Live cell imaging has been greatly advanced by the recent development of new fluorescence microscopy-based methods such as multiphoton laser-scanning microscopy, which can noninvasively image deep into live specimens and generate images of extrinsic and intrinsic signals. Of recent interest has been the development of techniques that can harness properties of a fluorescence, other than intensity, such as the emission spectrum and ezcited state lifetime of a fluorophore. Spectra can be used to discriminate between fluorophores, and lifetime can be used to report on the microenvironment of fluorophores. We describe a novel technique—combined spectral and lifetime imaging—which combines the benefits of multiphoton microscopy, spectral discrimination, and lifetime analysis and allows for the simultaneous collection of all three dimensions of data along with spatial and temporal information.

Introduction

All living organisms are cells or ensembles of cells. This insight (1,2), arguably the most significant in all of biology, was made possible by the development of the light microscope (3). One hundred and sixty-seven years later, the microscope is still at the forefront of biomedical research into the structure and dynamics of subcellular components in living tissue. The remarkable developments in molecular biology and genomics during the past few years have provided DNA sequences of many organisms, from which the complete complement of proteins making up these organisms can be deduced. However, knowledge of a comprehensive “parts list” of an organism does little in and of itself to explain the workings of the dynamic machinery that underlies the ability of a cell to divide or differentiate. It is light microscopy that is providing the key insights into subcellular dynamics, a task being greatly facilitated by technical developments in optical probes and instrumentation. Chimeric fluorescent protein reporters (4,5,6,7,8,9,10) allow virtually any protein to be labeled and thereby visualized in a cell, tissue, or organism. Fluorescent molecules have been engineered to reveal key intracellular physiological parameters, such as free calcium levels (11,12,13). Along with these developments in fluorescence probe technology, new optical techniques, such as fluorescence resonance energy transfer (FRET) (14,15,16,17), multiphoton laser-scanning microscopy (MPLSM) (18,19,20,21), second harmonic generation (SHG) imaging (22,23,24,25), and fluorescence lifetime imaging (FLIM) (26,27,28,29,30), are revealing how individual cellular components are assembled into cytoplasmic machinery and how this machinery functions. In this review, we will describe a relatively new technique, spectral lifetime imaging microscopy (SLIM), that simultaneously measures fluorescence lifetime and spectra for intrinsic and extrinsic fluorophores. This technique can utilize the benefits of MPSLM and has great promise in revealing more information about intrinsic and extrinsic fluorophores and their interactions with each other and with their microenvironment.

MPLSM has proven to be a powerful tool for imaging cancer and cell biology phenomena (19,20)(31,32,33,34) by allowing scientists to image noninvasively deep into biological tissue and collect four-dimensional data [three-dimensional (3-D) spatial dimensions plus time] of fluorescently labeled proteins.
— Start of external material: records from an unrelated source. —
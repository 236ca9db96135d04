//! registra - command-line client for the record-keeping API.
//!
//! This is a thin wrapper over `registra-core`, intended for manual use
//! and for exercising the API from scripts. The session persists in the
//! platform credential store between invocations.

mod cli;
mod commands;
mod output;

use anyhow::Result;
use clap::Parser;
use tracing_subscriber::{fmt, prelude::*, EnvFilter};

use cli::{Cli, Commands};
use commands::Ctx;
use registra_core::ApiError;

#[tokio::main]
async fn main() {
    // Load .env file if present (silently ignore if not found)
    let _ = dotenvy::dotenv();

    let cli = Cli::parse();
    init_logging(cli.verbose);

    let mut ctx = match Ctx::build(cli.api_url.as_deref()) {
        Ok(ctx) => ctx,
        Err(e) => {
            output::error(&format!("{e:#}"));
            std::process::exit(1);
        }
    };

    if let Err(e) = run(&mut ctx, cli.command).await {
        // An expired session is the one failure with a prescribed
        // follow-up: tear it down so the next invocation starts clean.
        if let Some(ApiError::Auth) = e.downcast_ref::<ApiError>() {
            ctx.manager.handle_auth_error();
            output::error("Session expired or invalid, run `registra login`");
        } else {
            output::error(&format!("{e:#}"));
        }
        std::process::exit(1);
    }
}

async fn run(ctx: &mut Ctx, command: Commands) -> Result<()> {
    match command {
        Commands::Login(args) => commands::auth::login(ctx, args).await,
        Commands::Logout => commands::auth::logout(ctx),
        Commands::Register(args) => commands::auth::register(ctx, args).await,
        Commands::Whoami => commands::auth::whoami(ctx).await,
        Commands::ChangePassword(args) => commands::auth::change_password(ctx, args).await,
        Commands::UpdateProfile(args) => commands::auth::update_profile(ctx, args).await,
        Commands::People { action } => commands::records::people(ctx, action).await,
        Commands::Vehicles { action } => commands::records::vehicles(ctx, action).await,
        Commands::Properties { action } => commands::records::properties(ctx, action).await,
        Commands::Locations { action } => commands::records::locations(ctx, action).await,
    }
}

fn init_logging(verbosity: u8) {
    let filter = match verbosity {
        0 => "warn",
        1 => "info",
        2 => "debug",
        _ => "trace",
    };

    let filter = EnvFilter::try_from_default_env().unwrap_or_else(|_| EnvFilter::new(filter));

    tracing_subscriber::registry()
        .with(filter)
        .with(fmt::layer().with_target(false).with_writer(std::io::stderr))
        .init();
}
Recently, there has been a growing awareness that there are properties of fluorescence other than intensity, such as lifetime (how long a photon stays in the excited state) and spectra. These properties can be used to separate out fluorophores of interest (via spectra) and to reveal critical information about the microenvironment (via lifetime), as well as about the abundance and bound state of key endogenous fluorophores, such as nicotinamide adenine dinucleotide (NADH) (29,35) and flavin adenine dinucleotide (FAD). Until recently, all these dimensions of data have been collected separately, but now our group and others have developed instrumentation for simultaneous collection of intensity, space, time, spectra, and lifetime (36,37,38). This combined information can allow for the determination of the “fingerprint” of an intrinsic or extrinsic fluorophore in space and time, which allows investigators to track fluorophores accurately and determine their role in key processes.

Fluorescence Microscopy

Fluorescence microscopy has become the foremost tool in the study of the structure and dynamics of cellular machinery in living cells and tissue because of the high signalto-background ratio that may be obtained by observing fluorescent objects against a black background, together with the ability to spectrally discriminate between multiple fluorophores, These fluorophores can be endogenous metabolites (e.g., reduced NADH), genetically engineered proteins [e.g., green fluorescent protein (GFP)::tubulin], or exogenous probes [e.g., fluorescence microscopy (FM) series lipid probes or the Ca²⁺ indicator Fura]. Each fluorophore has a characteristic emission spectrum that may be used for identification purposes. In addition, fluorophores have characteristic excited state lifetimes, which can be used also to aid identification (28). Excited state lifetimes—and, to a lesser extent, fluorescence spectra—can be modified by the microenvironment of the fluorophore and therefore can be used to report on it. By utilizing photon-counting detectors, the fluorescence lifetime of individual fluorophores, such as the bound and free forms of NADH, can be tracked and recorded for metabolic mapping in breast cancer (29).